At the competition seminar, speakers from China and the EU presented their ongoing or recently published research. The range of topics included discussions on merger control, regulation of digital markets, recent amendments to competition legislation, and economic and empirical perspectives on competition law. Speakers included various high-profile academics in the field of competition law in China as well as Chinese PhD researchers (often former students of the China-EU School of Law) collaborating with their ‘western’ supervisors.

This special issue of the China-EU Law Journal contains five of the contributions to the seminar, more particularly those that were presented there in a draft version and that in the meantime have been extended and updated. The contributions reflect the very recent amendments to the Chinese Anti-Monopoly Law as well as other developments in the regulation of digital markets in China and the EU, and incorporates insights from both legal and economic literature.

In the first contribution [insert Link https://doi.org/10.1007/s12689-023-00102-7], Tao Wu and Yihan Wang (CUFE) critically examine the 2022 amendments to the Anti-Monopoly Law in China, focusing on the four main changes to the chapter on monopoly agreements. In addition to analyzing the reasons for the recent changes, the authors provide recommendations to further improve the relevant legal provisions.

In the second contribution [https://doi.org/10.1007/s12689-023-00101-8], Kena Zheng (UM) and Francis Snyder (Peking University and Aix-Marseille University) discuss the choice between soft law and hard law in the area of competition law. The authors address the question why China seemingly made a choice for soft law to regulate digital markets, while the EU opted for hard law instruments. In addition, they examine whether the selected regulatory tools are the most appropriate ones in the specific context of those jurisdictions.

In the third contribution [https://doi.org/10.1007/s12689-023-00099-z], Qian Li (UM, former CESL), Niels Philipsen (UM and Erasmus University Rotterdam) and Caroline Cauffman (UM) examine the potentially abuse conduct of AI-enabled price discrimination from a comparative (China-EU) economic perspective.
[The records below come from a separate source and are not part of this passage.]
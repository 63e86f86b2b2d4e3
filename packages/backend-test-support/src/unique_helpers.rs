//! Helpers for generating unique test identifiers
//!
//! Player and channel identifiers are opaque strings in the game, so tests
//! build them from ULIDs to stay isolated from each other.

use ulid::Ulid;

/// Generate a unique string with the given prefix
///
/// # Examples
/// ```
/// use hashtag_test_support::unique_helpers::unique_str;
///
/// let id1 = unique_str("player");
/// let id2 = unique_str("player");
/// assert_ne!(id1, id2);
/// assert!(id1.starts_with("player-"));
/// ```
pub fn unique_str(prefix: &str) -> String {
    format!("{}-{}", prefix, Ulid::new())
}

/// Generate `count` player identifiers that sort in creation order.
///
/// The identifiers share one ULID stem and carry a zero-padded ordinal, so
/// lexicographic order matches the returned order. Leaderboard tie-breaks
/// depend on identifier order, which keeps expectations easy to write.
///
/// # Examples
/// ```
/// use hashtag_test_support::unique_helpers::unique_player_ids;
///
/// let ids = unique_player_ids(12);
/// assert_eq!(ids.len(), 12);
/// let mut sorted = ids.clone();
/// sorted.sort();
/// assert_eq!(ids, sorted);
/// ```
pub fn unique_player_ids(count: usize) -> Vec<String> {
    let stem = Ulid::new();
    (0..count).map(|i| format!("U{stem}-{i:04}")).collect()
}
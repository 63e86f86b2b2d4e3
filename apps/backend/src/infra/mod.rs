//! Infrastructure layer - state assembly.

pub mod state;
//! Error handling for the hashtag game backend.

pub mod domain;
pub mod error_code;

pub use domain::DomainError;
pub use error_code::ErrorCode;
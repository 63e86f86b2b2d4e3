//! Seeded spatial pairing sampler.
//!
//! For every trial the sampler draws a random perfect matching that only
//! uses neighborhood edges. A greedy walk over a randomly rotated visiting
//! order picks random free neighbors; when a player finds every neighbor
//! already taken the trial is thrown away and drawn again. All randomness
//! flows from one ChaCha stream, so a given `(seed, players, trials,
//! neighbor_size)` always produces the same schedule.

use rand::{Rng, SeedableRng};
use rand_chacha::ChaCha8Rng;
use tracing::{debug, trace};

use super::ids::PlayerId;
use super::neighbors::{build_neighbor_graph, NeighborGraph};
use crate::errors::domain::{DomainError, InfraErrorKind, ValidationKind};

/// Default bound for resampling a single player's partner, and for
/// restarting a single trial after dead ends.
pub const DEFAULT_RESAMPLE_CAP: u32 = 1000;

/// Inputs of the sampler.
#[derive(Debug, Clone, Copy, PartialEq, Eq)]
pub struct PairingParams {
    pub seed: u64,
    pub node_count: usize,
    pub trial_count: u32,
    pub neighbor_size: usize,
    pub resample_cap: u32,
}

impl PairingParams {
    pub fn new(seed: u64, node_count: usize, trial_count: u32, neighbor_size: usize) -> Self {
        Self {
            seed,
            node_count,
            trial_count,
            neighbor_size,
            resample_cap: DEFAULT_RESAMPLE_CAP,
        }
    }

    pub fn with_resample_cap(mut self, cap: u32) -> Self {
        self.resample_cap = cap;
        self
    }
}

/// A committed pairing of two ring positions in one trial (`low < high`).
#[derive(Debug, Clone, Copy, PartialEq, Eq, PartialOrd, Ord, Hash)]
pub struct IndexedEdge {
    pub trial: u32,
    pub low: usize,
    pub high: usize,
}

impl IndexedEdge {
    fn normalized(a: usize, b: usize, trial: u32) -> Self {
        Self {
            trial,
            low: a.min(b),
            high: a.max(b),
        }
    }
}

/// A committed pairing of two players in one trial.
///
/// `first` is the player with the lower roster position.
#[derive(Debug, Clone, PartialEq, Eq, Hash)]
pub struct Edge {
    pub first: PlayerId,
    pub second: PlayerId,
    pub trial: u32,
}

/// Sample every trial's matching over ring positions `0..node_count`.
///
/// The result is sorted by `(trial, low, high)`.
pub fn sample_pairings(params: PairingParams) -> Result<Vec<IndexedEdge>, DomainError> {
    validate(&params)?;
    let graph = build_neighbor_graph(params.node_count, params.neighbor_size)?;
    let mut rng = ChaCha8Rng::seed_from_u64(params.seed);

    let mut edges = Vec::with_capacity(params.trial_count as usize * params.node_count / 2);
    for trial in 1..=params.trial_count {
        let matching = sample_trial(&graph, trial, params.resample_cap, &mut rng)?;
        edges.extend(matching);
    }

    edges.sort_unstable();
    debug!(
        seed = params.seed,
        players = params.node_count,
        trials = params.trial_count,
        neighbor_size = params.neighbor_size,
        edges = edges.len(),
        "Pairing schedule sampled"
    );
    Ok(edges)
}

/// Sample the schedule and map ring positions onto the roster.
///
/// Roster order defines ring order: `players[i]` sits at position `i`.
pub fn build_pair_schedule(
    players: &[PlayerId],
    seed: u64,
    trial_count: u32,
    neighbor_size: usize,
    resample_cap: u32,
) -> Result<Vec<Edge>, DomainError> {
    let params = PairingParams::new(seed, players.len(), trial_count, neighbor_size)
        .with_resample_cap(resample_cap);
    let edges = sample_pairings(params)?;
    Ok(edges
        .into_iter()
        .map(|e| Edge {
            first: players[e.low].clone(),
            second: players[e.high].clone(),
            trial: e.trial,
        })
        .collect())
}

fn validate(params: &PairingParams) -> Result<(), DomainError> {
    if params.node_count < 2 || params.node_count % 2 != 0 {
        return Err(DomainError::validation(
            ValidationKind::InvalidPlayerCount,
            format!(
                "Player count {} must be even and at least 2",
                params.node_count
            ),
        ));
    }
    if params.trial_count == 0 {
        return Err(DomainError::validation(
            ValidationKind::InvalidTrialCount,
            "Trial count must be at least 1",
        ));
    }
    Ok(())
}

/// Draw one perfect matching for `trial`, restarting on dead ends.
fn sample_trial(
    graph: &NeighborGraph,
    trial: u32,
    cap: u32,
    rng: &mut ChaCha8Rng,
) -> Result<Vec<IndexedEdge>, DomainError> {
    let n = graph.node_count();
    let mut matched = vec![false; n];
    let mut committed = Vec::with_capacity(n / 2);

    'attempt: for attempt in 1..=cap {
        matched.fill(false);
        committed.clear();

        let rotation = rng.random_range(0..n);
        let order = (0..n).map(|i| (i + n - rotation) % n);

        for node in order {
            if matched[node] {
                continue;
            }
            let neighbors = graph.neighbors(node);
            let mut draws = 0u32;
            loop {
                if neighbors.iter().all(|&other| matched[other]) {
                    trace!(trial, attempt, node, "Dead end, restarting trial");
                    continue 'attempt;
                }
                draws += 1;
                if draws > cap {
                    return Err(exhausted(trial, format!("player {node} exceeded {cap} draws")));
                }
                let partner = neighbors[rng.random_range(0..neighbors.len())];
                if !matched[partner] {
                    matched[node] = true;
                    matched[partner] = true;
                    committed.push(IndexedEdge::normalized(node, partner, trial));
                    break;
                }
            }
        }

        debug_assert!(matched.iter().all(|&m| m));
        trace!(trial, attempt, "Trial matched");
        return Ok(committed);
    }

    Err(exhausted(trial, format!("no perfect matching after {cap} attempts")))
}

fn exhausted(trial: u32, detail: String) -> DomainError {
    DomainError::infra(
        InfraErrorKind::SamplingExhausted,
        format!("Trial {trial}: {detail}; choose a different seed"),
    )
}
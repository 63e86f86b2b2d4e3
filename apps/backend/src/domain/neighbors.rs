//! Fixed local neighborhoods on a circular player ordering.
//!
//! Players sit on a ring in roster order. Each player may only be paired with
//! the players inside a symmetric window around its own position.

use crate::errors::domain::{DomainError, ValidationKind};

/// Candidate partners for every position on the ring.
#[derive(Debug, Clone, PartialEq, Eq)]
pub struct NeighborGraph {
    neighbors: Vec<Vec<usize>>,
}

impl NeighborGraph {
    pub fn node_count(&self) -> usize {
        self.neighbors.len()
    }

    /// Neighbors of `node`, ordered by ring position from `node - k/2` to
    /// `node + k/2` (the node itself excluded).
    pub fn neighbors(&self, node: usize) -> &[usize] {
        &self.neighbors[node]
    }

    /// Effective neighborhood size (identical for every node).
    pub fn degree(&self) -> usize {
        self.neighbors.first().map_or(0, Vec::len)
    }
}

/// Build the neighbor graph for `node_count` players with `neighbor_size`
/// neighbors each.
///
/// An odd `neighbor_size` is rounded to an even window (half-width rounded
/// half to even). `neighbor_size == node_count - 1` yields the complete
/// graph.
pub fn build_neighbor_graph(
    node_count: usize,
    neighbor_size: usize,
) -> Result<NeighborGraph, DomainError> {
    if neighbor_size == 0 {
        return Err(DomainError::validation(
            ValidationKind::InvalidNeighborSize,
            "Neighbor size must be positive",
        ));
    }
    if neighbor_size >= node_count {
        return Err(DomainError::validation(
            ValidationKind::InvalidNeighborSize,
            format!(
                "Neighbor size {neighbor_size} must be smaller than player count {node_count}"
            ),
        ));
    }

    if neighbor_size == node_count - 1 {
        let neighbors = (0..node_count)
            .map(|node| (0..node_count).filter(|&other| other != node).collect())
            .collect();
        return Ok(NeighborGraph { neighbors });
    }

    let half = half_window(neighbor_size);
    if half == 0 {
        return Err(DomainError::validation(
            ValidationKind::InvalidNeighborSize,
            format!("Neighbor size {neighbor_size} rounds to an empty neighborhood"),
        ));
    }

    // 2 * half <= neighbor_size + 1 < node_count, so the window never wraps
    // onto itself and holds no duplicates.
    let neighbors = (0..node_count)
        .map(|node| {
            (1..=half)
                .rev()
                .map(|offset| (node + node_count - offset) % node_count)
                .chain((1..=half).map(|offset| (node + offset) % node_count))
                .collect()
        })
        .collect();

    Ok(NeighborGraph { neighbors })
}

/// Half-width of the window: `neighbor_size / 2`, rounded half to even.
fn half_window(neighbor_size: usize) -> usize {
    let floor = neighbor_size / 2;
    if neighbor_size % 2 == 0 || floor % 2 == 0 {
        floor
    } else {
        floor + 1
    }
}
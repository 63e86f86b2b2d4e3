//! Domain layer: pure pairing and round logic, no I/O and no locking.

pub mod ids;
pub mod neighbors;
pub mod pairing;
pub mod round;
pub mod schedule;
pub mod tags;

#[cfg(test)]
mod tests_props_pairing;

// Re-exports for ergonomics
pub use ids::{ChannelId, PlayerId, RoundId};
pub use neighbors::{build_neighbor_graph, NeighborGraph};
pub use pairing::{build_pair_schedule, sample_pairings, Edge, IndexedEdge, PairingParams};
pub use round::{RoundExport, RoundOutcome, RoundPhase, RoundRecord, SubmitEffect};
pub use schedule::{Pairing, TrialSchedule};
pub use tags::normalize_tag;
//! Record tally and end-of-run reporting.

use std::collections::BTreeMap;
use std::path::Path;
use std::time::Duration;

use hashtag_backend::domain::RoundExport;
use hashtag_backend::{AppError, CsvRecordSink, RecordSink, Standing};
use parking_lot::Mutex;
use time::OffsetDateTime;

use crate::channel::DeliveryStats;

/// CSV sink that also counts outcomes for the summary.
pub struct TallySink {
    inner: CsvRecordSink,
    outcomes: Mutex<BTreeMap<&'static str, usize>>,
}

impl TallySink {
    pub fn new(output_dir: &Path) -> Self {
        Self {
            inner: CsvRecordSink::new(output_dir),
            outcomes: Mutex::new(BTreeMap::new()),
        }
    }

    pub fn outcomes(&self) -> BTreeMap<&'static str, usize> {
        self.outcomes.lock().clone()
    }

    pub fn csv_path(&self) -> Option<std::path::PathBuf> {
        self.inner.current_path()
    }
}

impl RecordSink for TallySink {
    fn begin_session(&self, started_at: OffsetDateTime) -> Result<(), AppError> {
        self.outcomes.lock().clear();
        self.inner.begin_session(started_at)
    }

    fn append(&self, record: &RoundExport) -> Result<(), AppError> {
        self.inner.append(record)?;
        *self.outcomes.lock().entry(record.game_outcome).or_default() += 1;
        Ok(())
    }
}

pub fn write_leaderboard_json(path: &Path, standings: &[Standing]) -> Result<(), Box<dyn std::error::Error>> {
    let json = serde_json::to_string_pretty(standings)?;
    std::fs::write(path, json)?;
    Ok(())
}

pub fn print_summary(
    outcomes: &BTreeMap<&'static str, usize>,
    stats: &DeliveryStats,
    top: &[Standing],
    elapsed: Duration,
) {
    let rounds: usize = outcomes.values().sum();
    println!("\n=== Session Summary ===");
    println!("Rounds closed: {rounds}");
    for (outcome, count) in outcomes {
        let share = if rounds == 0 {
            0.0
        } else {
            *count as f64 / rounds as f64 * 100.0
        };
        println!("  {outcome}: {count} ({share:.1}%)");
    }
    println!(
        "Prompts: {}, acknowledgements: {}, results: {}",
        stats.prompts, stats.acknowledgements, stats.results
    );
    println!("Total time: {elapsed:?}");

    println!("\n=== Leaderboard ===");
    if top.is_empty() {
        println!("No scores yet.");
    }
    for (rank, standing) in top.iter().enumerate() {
        println!("{}. {}: {}", rank + 1, standing.player, standing.points);
    }
}
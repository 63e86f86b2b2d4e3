use std::sync::Arc;

use crate::config::GameConfig;
use crate::services::controls::GameBot;
use crate::services::session::SessionCoordinator;

/// Shared game resources handed to whatever drives the bot.
#[derive(Clone)]
pub struct AppState {
    pub config: GameConfig,
    pub coordinator: Arc<SessionCoordinator>,
    pub bot: Arc<GameBot>,
}

impl AppState {
    pub fn new(config: GameConfig, coordinator: Arc<SessionCoordinator>, bot: GameBot) -> Self {
        Self {
            config,
            coordinator,
            bot: Arc::new(bot),
        }
    }

    pub fn coordinator(&self) -> &Arc<SessionCoordinator> {
        &self.coordinator
    }

    pub fn bot(&self) -> &GameBot {
        &self.bot
    }
}
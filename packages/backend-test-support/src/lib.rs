//! Test support utilities for the hashtag game backend
//!
//! This crate provides the unified tracing bootstrap shared by the backend's
//! integration test binaries and helpers for generating unique identifiers.

pub mod logging;
pub mod unique_helpers;
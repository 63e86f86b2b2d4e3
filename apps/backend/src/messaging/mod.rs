//! Boundary with the messaging platform.
//!
//! The platform transport (prompts, input forms, replies) lives outside this
//! crate. The game only needs the operations of [`Messenger`]; inbound
//! replies come back through `SessionCoordinator::submit`.

pub mod memory;

use std::fmt;

use async_trait::async_trait;

use crate::domain::{ChannelId, PlayerId, RoundId, RoundOutcome};
use crate::error::AppError;
use crate::services::ledger::Standing;

/// Private prompt telling a player who they are paired with.
#[derive(Debug, Clone, PartialEq, Eq)]
pub struct RoundPrompt {
    pub round: RoundId,
    pub channel: ChannelId,
    pub player: PlayerId,
    pub partner: PlayerId,
    pub trial: u32,
}

/// Private result message for one player of a closed round.
#[derive(Debug, Clone, PartialEq, Eq)]
pub struct RoundResult {
    pub round: RoundId,
    pub channel: ChannelId,
    pub player: PlayerId,
    pub partner: PlayerId,
    pub trial: u32,
    pub own_tag: String,
    pub partner_tag: String,
    pub outcome: RoundOutcome,
    pub total_points: u32,
}

/// Public announcements in the session channel.
#[derive(Debug, Clone, PartialEq, Eq)]
pub enum SessionEvent {
    Started { players: usize, trials: u32 },
    TrialOpened { trial: u32 },
    Completed,
    StartRejected { reason: String },
    StartFailed { reason: String },
    Leaderboard(Vec<Standing>),
    Help,
}

impl fmt::Display for SessionEvent {
    fn fmt(&self, f: &mut fmt::Formatter<'_>) -> fmt::Result {
        match self {
            SessionEvent::Started { players, trials } => {
                write!(f, "Hashtag game starting with {players} players, {trials} trials.")
            }
            SessionEvent::TrialOpened { trial } => {
                write!(f, "Submit your hashtag for Trial {trial}.")
            }
            SessionEvent::Completed => {
                f.write_str("All trials complete. Ask for `scores` to see the leaderboard.")
            }
            SessionEvent::StartRejected { reason } => {
                write!(f, "A game is already in progress ({reason}).")
            }
            SessionEvent::StartFailed { reason } => write!(f, "Could not start the game: {reason}"),
            SessionEvent::Leaderboard(standings) => {
                f.write_str("Leaderboard")?;
                if standings.is_empty() {
                    return f.write_str("\nNo scores yet.");
                }
                for s in standings {
                    write!(f, "\n{}: {}", s.player, s.points)?;
                }
                Ok(())
            }
            SessionEvent::Help => f.write_str(
                "Try `start` to begin a game or `scores` to view the leaderboard. \
                 Results are saved after every round.",
            ),
        }
    }
}

#[async_trait]
pub trait Messenger: Send + Sync {
    /// Players eligible for a session in `channel` (the bot itself excluded).
    async fn list_session_candidates(&self, channel: &ChannelId)
        -> Result<Vec<PlayerId>, AppError>;

    /// Send the private prompt whose reply later arrives as a submission
    /// keyed by `prompt.round`.
    async fn notify_round_opened(&self, prompt: &RoundPrompt) -> Result<(), AppError>;

    /// Acknowledge a submission while the partner has not answered yet.
    async fn notify_submission_received(
        &self,
        round: RoundId,
        channel: &ChannelId,
        player: &PlayerId,
    ) -> Result<(), AppError>;

    async fn notify_round_result(&self, result: &RoundResult) -> Result<(), AppError>;

    async fn broadcast_session_event(
        &self,
        channel: &ChannelId,
        event: &SessionEvent,
    ) -> Result<(), AppError>;
}
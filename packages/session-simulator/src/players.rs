//! Simulated players answering their prompts.

use std::sync::Arc;
use std::time::Duration;

use hashtag_backend::{RoundPrompt, SessionCoordinator};
use rand::{Rng, SeedableRng};
use rand_chacha::ChaCha8Rng;
use tokio::sync::mpsc;
use tracing::trace;

const VOCABULARY: [&str; 8] = [
    "sunset", "coffee", "monday", "ocean", "pizza", "mountains", "jazz", "rain",
];

#[derive(Debug, Clone, Copy)]
pub struct Behavior {
    /// Chance a player answers with the trial's shared tag.
    pub agree_rate: f64,
    /// Chance a player never answers.
    pub silence_rate: f64,
    /// Upper bound of the random reply delay.
    pub max_think: Duration,
}

/// Answer prompts until the queue closes.
pub async fn run(
    coordinator: Arc<SessionCoordinator>,
    mut prompts: mpsc::UnboundedReceiver<RoundPrompt>,
    behavior: Behavior,
    seed: u64,
) {
    let mut rng = ChaCha8Rng::seed_from_u64(seed);
    while let Some(prompt) = prompts.recv().await {
        if rng.random_bool(behavior.silence_rate) {
            trace!(round_id = %prompt.round, player = %prompt.player, "Player stays silent");
            continue;
        }
        let tag = if rng.random_bool(behavior.agree_rate) {
            shared_tag(prompt.trial)
        } else {
            random_tag(&mut rng)
        };
        let max_ms = behavior.max_think.as_millis() as u64;
        let delay = Duration::from_millis(rng.random_range(0..=max_ms));

        let coordinator = Arc::clone(&coordinator);
        tokio::spawn(async move {
            tokio::time::sleep(delay).await;
            coordinator.submit(prompt.round, &prompt.player, &tag).await;
        });
    }
}

fn shared_tag(trial: u32) -> String {
    format!("#{}", VOCABULARY[trial as usize % VOCABULARY.len()])
}

/// A vocabulary word with random decoration the game normalizes away.
fn random_tag(rng: &mut ChaCha8Rng) -> String {
    let word = VOCABULARY[rng.random_range(0..VOCABULARY.len())];
    match rng.random_range(0..3) {
        0 => format!("#{word}"),
        1 => format!("  {} ", word.to_uppercase()),
        _ => word.to_string(),
    }
}
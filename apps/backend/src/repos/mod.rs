//! Collaborator boundaries owned by the game (implemented in `adapters`).

pub mod records;

pub use records::RecordSink;
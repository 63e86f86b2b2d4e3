//! Implementations of the collaborator boundaries in `repos`.

pub mod records_csv;
pub mod records_memory;

pub use records_csv::CsvRecordSink;
pub use records_memory::MemoryRecordSink;
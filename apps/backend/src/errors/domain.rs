//! Domain-level error type used across the pairing and round logic.
//!
//! This error type is transport- and storage-agnostic. Services return
//! `Result<T, crate::error::AppError>` and convert from `DomainError`
//! using the provided `From<DomainError> for AppError` implementation.

use std::error::Error;
use std::fmt::{Display, Formatter, Result as FmtResult};

/// Validation kinds for configuration and rule violations
#[derive(Debug, Clone, PartialEq, Eq)]
#[non_exhaustive]
pub enum ValidationKind {
    /// Neighbor size is zero, or not smaller than the player count
    InvalidNeighborSize,
    /// Player count cannot form a perfect matching
    InvalidPlayerCount,
    /// Trial count is zero
    InvalidTrialCount,
    Other(String),
}

/// Domain-level conflict kinds
#[derive(Debug, Clone, PartialEq, Eq)]
#[non_exhaustive]
pub enum ConflictKind {
    /// A session with open rounds is already running
    SessionActive,
    Other(String),
}

/// Infra error kinds to distinguish operational failures
#[derive(Debug, Clone, PartialEq, Eq)]
#[non_exhaustive]
pub enum InfraErrorKind {
    /// Pairing sampler exceeded its resample cap; a different seed is needed
    SamplingExhausted,
    Other(String),
}

/// Central domain error type
#[derive(Debug, Clone, PartialEq)]
pub enum DomainError {
    /// Configuration or business rule violation
    Validation(ValidationKind, String),
    /// Semantic conflict with current state
    Conflict(ConflictKind, String),
    /// Operational failures
    Infra(InfraErrorKind, String),
}

impl Display for DomainError {
    fn fmt(&self, f: &mut Formatter<'_>) -> FmtResult {
        match self {
            DomainError::Validation(kind, d) => write!(f, "validation {kind:?}: {d}"),
            DomainError::Conflict(kind, d) => write!(f, "conflict {kind:?}: {d}"),
            DomainError::Infra(kind, d) => write!(f, "infra {kind:?}: {d}"),
        }
    }
}

impl Error for DomainError {}

impl DomainError {
    pub fn validation(kind: ValidationKind, detail: impl Into<String>) -> Self {
        Self::Validation(kind, detail.into())
    }
    pub fn conflict(kind: ConflictKind, detail: impl Into<String>) -> Self {
        Self::Conflict(kind, detail.into())
    }
    pub fn infra(kind: InfraErrorKind, detail: impl Into<String>) -> Self {
        Self::Infra(kind, detail.into())
    }
}
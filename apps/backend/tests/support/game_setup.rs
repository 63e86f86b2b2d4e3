//! Game fixtures: an assembled state with recording collaborators.

use std::sync::Arc;
use std::time::Duration;

use hashtag_backend::domain::{ChannelId, PlayerId};
use hashtag_backend::messaging::memory::RecordingMessenger;
use hashtag_backend::{build_state, AppState, GameConfig, MemoryRecordSink, SessionParams};
use hashtag_test_support::unique_helpers::{unique_player_ids, unique_str};

pub struct TestGame {
    pub state: AppState,
    pub messenger: Arc<RecordingMessenger>,
    pub sink: Arc<MemoryRecordSink>,
    pub channel: ChannelId,
    pub players: Vec<PlayerId>,
}

impl TestGame {
    pub fn params(&self) -> SessionParams {
        SessionParams::from_config(&self.state.config)
    }
}

/// Small game config: `trials` trials, ring window `neighbor_size`.
pub fn config(trials: u32, neighbor_size: usize) -> GameConfig {
    GameConfig {
        trials,
        neighbor_size,
        round_timeout: Duration::from_secs(60),
        ..GameConfig::default()
    }
}

/// Assemble a game whose channel holds `player_count` members.
pub fn test_game(player_count: usize, config: GameConfig) -> TestGame {
    let channel = ChannelId::new(unique_str("C"));
    let players: Vec<PlayerId> = unique_player_ids(player_count)
        .into_iter()
        .map(PlayerId::new)
        .collect();

    let config = GameConfig {
        game_channel: Some(channel.clone()),
        ..config
    };
    let messenger = Arc::new(RecordingMessenger::new());
    messenger.set_members(&channel, players.iter().cloned());
    let sink = Arc::new(MemoryRecordSink::new());

    let state = build_state()
        .with_config(config)
        .with_messenger(messenger.clone())
        .with_record_sink(sink.clone())
        .build()
        .expect("state should build");

    TestGame {
        state,
        messenger,
        sink,
        channel,
        players,
    }
}
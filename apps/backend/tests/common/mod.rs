#![allow(dead_code)]

// tests/common/mod.rs

pub mod proptest_prelude;

// Logging is auto-installed for every test binary that declares `mod common`
#[ctor::ctor]
fn init_logging() {
    hashtag_test_support::logging::init();
}
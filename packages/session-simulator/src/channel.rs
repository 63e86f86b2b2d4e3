//! In-process stand-in for the messaging platform.

use async_trait::async_trait;
use hashtag_backend::domain::{ChannelId, PlayerId, RoundId};
use hashtag_backend::{AppError, Messenger, RoundPrompt, RoundResult, SessionEvent};
use parking_lot::Mutex;
use tokio::sync::mpsc;
use tracing::{debug, info};

#[derive(Debug, Default, Clone)]
pub struct DeliveryStats {
    pub prompts: usize,
    pub acknowledgements: usize,
    pub results: usize,
    pub announcements: Vec<String>,
}

/// One channel whose members are simulated players. Prompts are forwarded to
/// the player driver through an unbounded queue.
pub struct SimulatedChannel {
    channel: ChannelId,
    members: Vec<PlayerId>,
    prompts: mpsc::UnboundedSender<RoundPrompt>,
    stats: Mutex<DeliveryStats>,
}

impl SimulatedChannel {
    pub fn new(
        channel: ChannelId,
        members: Vec<PlayerId>,
    ) -> (Self, mpsc::UnboundedReceiver<RoundPrompt>) {
        let (tx, rx) = mpsc::unbounded_channel();
        let sim = Self {
            channel,
            members,
            prompts: tx,
            stats: Mutex::new(DeliveryStats::default()),
        };
        (sim, rx)
    }

    pub fn stats(&self) -> DeliveryStats {
        self.stats.lock().clone()
    }
}

#[async_trait]
impl Messenger for SimulatedChannel {
    async fn list_session_candidates(
        &self,
        channel: &ChannelId,
    ) -> Result<Vec<PlayerId>, AppError> {
        if *channel == self.channel {
            Ok(self.members.clone())
        } else {
            Ok(Vec::new())
        }
    }

    async fn notify_round_opened(&self, prompt: &RoundPrompt) -> Result<(), AppError> {
        self.stats.lock().prompts += 1;
        self.prompts
            .send(prompt.clone())
            .map_err(|_| AppError::messaging("player driver stopped"))
    }

    async fn notify_submission_received(
        &self,
        round: RoundId,
        _channel: &ChannelId,
        player: &PlayerId,
    ) -> Result<(), AppError> {
        self.stats.lock().acknowledgements += 1;
        debug!(round_id = %round, %player, "Waiting for partner");
        Ok(())
    }

    async fn notify_round_result(&self, result: &RoundResult) -> Result<(), AppError> {
        self.stats.lock().results += 1;
        debug!(
            round_id = %result.round,
            player = %result.player,
            outcome = %result.outcome,
            total_points = result.total_points,
            "Round result delivered"
        );
        Ok(())
    }

    async fn broadcast_session_event(
        &self,
        channel: &ChannelId,
        event: &SessionEvent,
    ) -> Result<(), AppError> {
        info!(%channel, "{event}");
        self.stats.lock().announcements.push(event.to_string());
        Ok(())
    }
}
The authors argue that AI-enabled price discrimination does not always require a competition law response, while explaining how competition authorities often need to make a trade-off between different considerations.

In the fourth contribution [https://doi.org/10.1007/s12689-023-00103-6], Han Wei (University of Chinese Academy of Social Sciences) and Yajie Gao (Hong Kong Competition Commission) discuss how merger control can (and should) take into account the effects on innovation while assessing a concentration. Focusing on Chinese merger control, the authors argues that the competition authority should properly handle the uncertainty in assessing innovation competition, and respect the efficiency defence raised by notifying parties.

In the fifth contribution [https://doi.org/10.1007/s12689-023-00100-9], Qian Wu (formerly UM and CESL, currently Beijing Normal University) and Niels Philipsen (UM and Erasmus University Rotterdam) investigate tying practices by statutory dominant firms. Different from dominant firms that have gained their market power through competition on the merits, such statutory dominant firms have derived their market position from choices made by the state. Based on a law and economics approach, the authors argue that the effectiveness of competition law can be improved by applying a differentiated (stricter) scrutiny of tying by statutory dominant firms.